Set down every record once more, exactly as given.
........
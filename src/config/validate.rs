// src/config/validate.rs

use std::collections::{BTreeMap, HashSet};
use std::str::FromStr;

use regex::Regex;

use crate::config::model::{RawCycle, RawModel, RawTask, WorkflowModel};
use crate::cycle::{CycleDefinition, TimeTemplate};
use crate::dep::DependencyNode;
use crate::errors::{CycleflowError, Result};
use crate::sched::SchedulerKind;
use crate::task::Task;

impl TryFrom<RawModel> for WorkflowModel {
    type Error = CycleflowError;

    fn try_from(raw: RawModel) -> std::result::Result<Self, Self::Error> {
        if raw.workflow.max_flow_rate < 0.0 {
            return Err(CycleflowError::Model(
                "[workflow].max_flow_rate must be non-negative".to_string(),
            ));
        }

        let cycle_lifespan = match raw.workflow.cycle_lifespan.as_deref() {
            Some(text) => Some(crate::cycle::parse_duration(text).map_err(|_| {
                CycleflowError::Model(format!(
                    "[workflow].cycle_lifespan '{}' must be a positive \
                     DD:HH:MM:SS or HH:MM:SS duration",
                    text
                ))
            })?),
            None => None,
        };

        let cycledefs = validate_cycles(&raw.cycles)?;

        let mut tasks = Vec::with_capacity(raw.tasks.len());
        let mut seen: HashSet<String> = HashSet::new();
        for raw_task in &raw.tasks {
            let task = validate_task(raw_task, &cycledefs, &seen)?;
            seen.insert(task.id.clone());
            tasks.push(task);
        }

        Ok(WorkflowModel {
            realtime: raw.workflow.realtime,
            max_flow_rate: raw.workflow.max_flow_rate,
            cycle_throttle: raw.workflow.cycle_throttle,
            cycle_lifespan,
            log: raw.workflow.log.map(TimeTemplate::new),
            cycledefs,
            tasks,
        })
    }
}

fn validate_cycles(raw: &[RawCycle]) -> Result<BTreeMap<String, CycleDefinition>> {
    let mut defs = BTreeMap::new();

    for (index, cycle) in raw.iter().enumerate() {
        let id = cycle
            .id
            .clone()
            .unwrap_or_else(|| (index + 1).to_string());

        let def = match (&cycle.interval, &cycle.cron) {
            (Some(interval), None) => CycleDefinition::parse_interval(interval)?,
            (None, Some(cron)) => CycleDefinition::parse_cron(cron)?,
            _ => {
                return Err(CycleflowError::Model(format!(
                    "cycle '{}' must define exactly one of 'interval' or 'cron'",
                    id
                )));
            }
        };

        if defs.insert(id.clone(), def).is_some() {
            return Err(CycleflowError::Model(format!(
                "duplicate definition of cycle with id='{}'",
                id
            )));
        }
    }

    Ok(defs)
}

fn validate_task(
    raw: &RawTask,
    cycledefs: &BTreeMap<String, CycleDefinition>,
    earlier_tasks: &HashSet<String>,
) -> Result<Task> {
    if raw.id.trim().is_empty() {
        return Err(CycleflowError::Model(
            "task is missing the mandatory 'id' attribute".to_string(),
        ));
    }
    if earlier_tasks.contains(&raw.id) {
        return Err(CycleflowError::Model(format!(
            "duplicate definition of task with id='{}'",
            raw.id
        )));
    }
    if raw.action.trim().is_empty() {
        return Err(CycleflowError::Model(format!(
            "task '{}' is missing the mandatory 'action' attribute",
            raw.id
        )));
    }

    let scheduler = SchedulerKind::from_str(&raw.scheduler).map_err(|e| {
        CycleflowError::Model(format!("task '{}': {}", raw.id, e))
    })?;

    let task_cycledefs = match raw.cycles.as_deref() {
        None | Some("all") | Some("*") => cycledefs.values().cloned().collect(),
        Some(list) => {
            let mut defs = Vec::new();
            for cycle_id in list.split(',').map(str::trim) {
                let def = cycledefs.get(cycle_id).ok_or_else(|| {
                    CycleflowError::Model(format!(
                        "task '{}' refers to a cycle ({}) that has not been defined",
                        raw.id, cycle_id
                    ))
                })?;
                defs.push(def.clone());
            }
            defs
        }
    };

    if let Some(dep) = &raw.dependency {
        validate_dependency(&raw.id, dep, earlier_tasks)?;
    }

    Ok(Task::new(
        raw.id.clone(),
        TimeTemplate::new(&*raw.action),
        scheduler,
        task_cycledefs,
        raw.tries,
        raw.throttle,
        raw.properties
            .iter()
            .map(|(name, value)| (name.clone(), TimeTemplate::new(&**value)))
            .collect(),
        raw.environment
            .iter()
            .map(|(name, value)| (name.clone(), TimeTemplate::new(&**value)))
            .collect(),
        raw.dependency.clone(),
    ))
}

/// Walk a dependency tree and reject malformed nodes.
///
/// Task references must point at tasks declared *earlier* in the
/// document, which also rules out self-references and reference cycles
/// by construction.
fn validate_dependency(
    task_id: &str,
    node: &DependencyNode,
    earlier_tasks: &HashSet<String>,
) -> Result<()> {
    match node {
        DependencyNode::And {
            max_missing,
            children,
        } => {
            require_children(task_id, "and", children)?;
            if *max_missing > children.len() {
                return Err(CycleflowError::Model(format!(
                    "task '{}': 'and' max_missing ({}) exceeds child count ({})",
                    task_id,
                    max_missing,
                    children.len()
                )));
            }
        }
        DependencyNode::Or { children }
        | DependencyNode::Nand { children }
        | DependencyNode::Nor { children }
        | DependencyNode::Xor { children } => {
            require_children(task_id, "composite", children)?;
        }
        DependencyNode::Some {
            threshold,
            children,
        } => {
            require_children(task_id, "some", children)?;
            if *threshold == 0 || *threshold > children.len() {
                return Err(CycleflowError::Model(format!(
                    "task '{}': 'some' threshold ({}) must be between 1 and \
                     the child count ({})",
                    task_id,
                    threshold,
                    children.len()
                )));
            }
        }
        DependencyNode::Not { .. } => {}
        DependencyNode::Taskdep { task, .. } => {
            if !earlier_tasks.contains(task) {
                return Err(CycleflowError::Model(format!(
                    "task '{}': taskdep refers to a task ('{}') that has not \
                     been previously defined",
                    task_id, task
                )));
            }
        }
        DependencyNode::Datadep { age, .. } => {
            if *age < 0 {
                return Err(CycleflowError::Model(format!(
                    "task '{}': datadep age must be a non-negative integer",
                    task_id
                )));
            }
        }
        DependencyNode::Timedep { time } => {
            // Resolve against a probe timestamp; the shape must come out
            // as YYYYMMDDHHMMSS regardless of the cycle.
            let resolved = time.resolve(chrono::DateTime::UNIX_EPOCH);
            let pattern = Regex::new(r"^[0-9]{14}$").expect("static regex");
            if !pattern.is_match(&resolved) {
                return Err(CycleflowError::Model(format!(
                    "task '{}': timedep '{}' must resolve to YYYYMMDDHHMMSS",
                    task_id,
                    time.raw()
                )));
            }
        }
    }

    for child in node.children() {
        validate_dependency(task_id, child, earlier_tasks)?;
    }

    Ok(())
}

fn require_children(task_id: &str, kind: &str, children: &[DependencyNode]) -> Result<()> {
    if children.is_empty() {
        return Err(CycleflowError::Model(format!(
            "task '{}': '{}' dependency must have at least one child",
            task_id, kind
        )));
    }
    Ok(())
}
........
# Final answer
filename src/config/validate.rs
// src/config/validate.rs

use std::collections::{BTreeMap, HashSet};
use std::str::FromStr;

use regex::Regex;

use crate::config::model::{RawCycle, RawModel, RawTask, WorkflowModel};
use crate::cycle::{CycleDefinition, TimeTemplate};
use crate::dep::DependencyNode;
use crate::errors::{CycleflowError, Result};
use crate::sched::SchedulerKind;
use crate::task::Task;

impl TryFrom<RawModel> for WorkflowModel {
    type Error = CycleflowError;

    fn try_from(raw: RawModel) -> std::result::Result<Self, Self::Error> {
        if raw.workflow.max_flow_rate < 0.0 {
            return Err(CycleflowError::Model(
                "[workflow].max_flow_rate must be non-negative".to_string(),
            ));
        }

        let cycle_lifespan = match raw.workflow.cycle_lifespan.as_deref() {
            Some(text) => Some(crate::cycle::parse_duration(text).map_err(|_| {
                CycleflowError::Model(format!(
                    "[workflow].cycle_lifespan '{}' must be a positive \
                     DD:HH:MM:SS or HH:MM:SS duration",
                    text
                ))
            })?),
            None => None,
        };

        let cycledefs = validate_cycles(&raw.cycles)?;

        let mut tasks = Vec::with_capacity(raw.tasks.len());
        let mut seen: HashSet<String> = HashSet::new();
        for raw_task in &raw.tasks {
            let task = validate_task(raw_task, &cycledefs, &seen)?;
            seen.insert(task.id.clone());
            tasks.push(task);
        }

        Ok(WorkflowModel {
            realtime: raw.workflow.realtime,
            max_flow_rate: raw.workflow.max_flow_rate,
            cycle_throttle: raw.workflow.cycle_throttle,
            cycle_lifespan,
            log: raw.workflow.log.map(TimeTemplate::new),
            cycledefs,
            tasks,
        })
    }
}

fn validate_cycles(raw: &[RawCycle]) -> Result<BTreeMap<String, CycleDefinition>> {
    let mut defs = BTreeMap::new();

    for (index, cycle) in raw.iter().enumerate() {
        let id = cycle
            .id
            .clone()
            .unwrap_or_else(|| (index + 1).to_string());

        let def = match (&cycle.interval, &cycle.cron) {
            (Some(interval), None) => CycleDefinition::parse_interval(interval)?,
            (None, Some(cron)) => CycleDefinition::parse_cron(cron)?,
            _ => {
                return Err(CycleflowError::Model(format!(
                    "cycle '{}' must define exactly one of 'interval' or 'cron'",
                    id
                )));
            }
        };

        if defs.insert(id.clone(), def).is_some() {
            return Err(CycleflowError::Model(format!(
                "duplicate definition of cycle with id='{}'",
                id
            )));
        }
    }

    Ok(defs)
}

fn validate_task(
    raw: &RawTask,
    cycledefs: &BTreeMap<String, CycleDefinition>,
    earlier_tasks: &HashSet<String>,
) -> Result<Task> {
    if raw.id.trim().is_empty() {
        return Err(CycleflowError::Model(
            "task is missing the mandatory 'id' attribute".to_string(),
        ));
    }
    if earlier_tasks.contains(&raw.id) {
        return Err(CycleflowError::Model(format!(
            "duplicate definition of task with id='{}'",
            raw.id
        )));
    }
    if raw.action.trim().is_empty() {
        return Err(CycleflowError::Model(format!(
            "task '{}' is missing the mandatory 'action' attribute",
            raw.id
        )));
    }

    let scheduler = SchedulerKind::from_str(&raw.scheduler).map_err(|e| {
        CycleflowError::Model(format!("task '{}': {}", raw.id, e))
    })?;

    let task_cycledefs = match raw.cycles.as_deref() {
        None | Some("all") | Some("*") => cycledefs.values().cloned().collect(),
        Some(list) => {
            let mut defs = Vec::new();
            for cycle_id in list.split(',').map(str::trim) {
                let def = cycledefs.get(cycle_id).ok_or_else(|| {
                    CycleflowError::Model(format!(
                        "task '{}' refers to a cycle ({}) that has not been defined",
                        raw.id, cycle_id
                    ))
                })?;
                defs.push(def.clone());
            }
            defs
        }
    };

    if let Some(dep) = &raw.dependency {
        validate_dependency(&raw.id, dep, earlier_tasks)?;
    }

    Ok(Task::new(
        raw.id.clone(),
        TimeTemplate::new(&*raw.action),
        scheduler,
        task_cycledefs,
        raw.tries,
        raw.throttle,
        raw.properties
            .iter()
            .map(|(name, value)| (name.clone(), TimeTemplate::new(&**value)))
            .collect(),
        raw.environment
            .iter()
            .map(|(name, value)| (name.clone(), TimeTemplate::new(&**value)))
            .collect(),
        raw.dependency.clone(),
    ))
}

/// Walk a dependency tree and reject malformed nodes.
///
/// Task references must point at tasks declared *earlier* in the
/// document, which also rules out self-references and reference cycles
/// by construction.
fn validate_dependency(
    task_id: &str,
    node: &DependencyNode,
    earlier_tasks: &HashSet<String>,
) -> Result<()> {
    match node {
        DependencyNode::And {
            max_missing,
            children,
        } => {
            require_children(task_id, "and", children)?;
            if *max_missing > children.len() {
                return Err(CycleflowError::Model(format!(
                    "task '{}': 'and' max_missing ({}) exceeds child count ({})",
                    task_id,
                    max_missing,
                    children.len()
                )));
            }
        }
        DependencyNode::Or { children }
        | DependencyNode::Nand { children }
        | DependencyNode::Nor { children }
        | DependencyNode::Xor { children } => {
            require_children(task_id, "composite", children)?;
        }
        DependencyNode::Some {
            threshold,
            children,
        } => {
            require_children(task_id, "some", children)?;
            if *threshold == 0 || *threshold > children.len() {
                return Err(CycleflowError::Model(format!(
                    "task '{}': 'some' threshold ({}) must be between 1 and \
                     the child count ({})",
                    task_id,
                    threshold,
                    children.len()
                )));
            }
        }
        DependencyNode::Not { .. } => {}
        DependencyNode::Taskdep { task, .. } => {
            if !earlier_tasks.contains(task) {
                return Err(CycleflowError::Model(format!(
                    "task '{}': taskdep refers to a task ('{}') that has not \
                     been previously defined",
                    task_id, task
                )));
            }
        }
        DependencyNode::Datadep { age, .. } => {
            if *age < 0 {
                return Err(CycleflowError::Model(format!(
                    "task '{}': datadep age must be a non-negative integer",
                    task_id
                )));
            }
        }
        DependencyNode::Timedep { time } => {
            // Resolve against a probe timestamp; the shape must come out
            // as YYYYMMDDHHMMSS regardless of the cycle.
            let resolved = time.resolve(chrono::DateTime::UNIX_EPOCH);
            let pattern = Regex::new(r"^[0-9]{14}$").expect("static regex");
            if !pattern.is_match(&resolved) {
                return Err(CycleflowError::Model(format!(
                    "task '{}': timedep '{}' must resolve to YYYYMMDDHHMMSS",
                    task_id,
                    time.raw()
                )));
            }
        }
    }

    for child in node.children() {
        validate_dependency(task_id, child, earlier_tasks)?;
    }

    Ok(())
}

fn require_children(task_id: &str, kind: &str, children: &[DependencyNode]) -> Result<()> {
    if children.is_empty() {
        return Err(CycleflowError::Model(format!(
            "task '{}': '{}' dependency must have at least one child",
            task_id, kind
        )));
    }
    Ok(())
}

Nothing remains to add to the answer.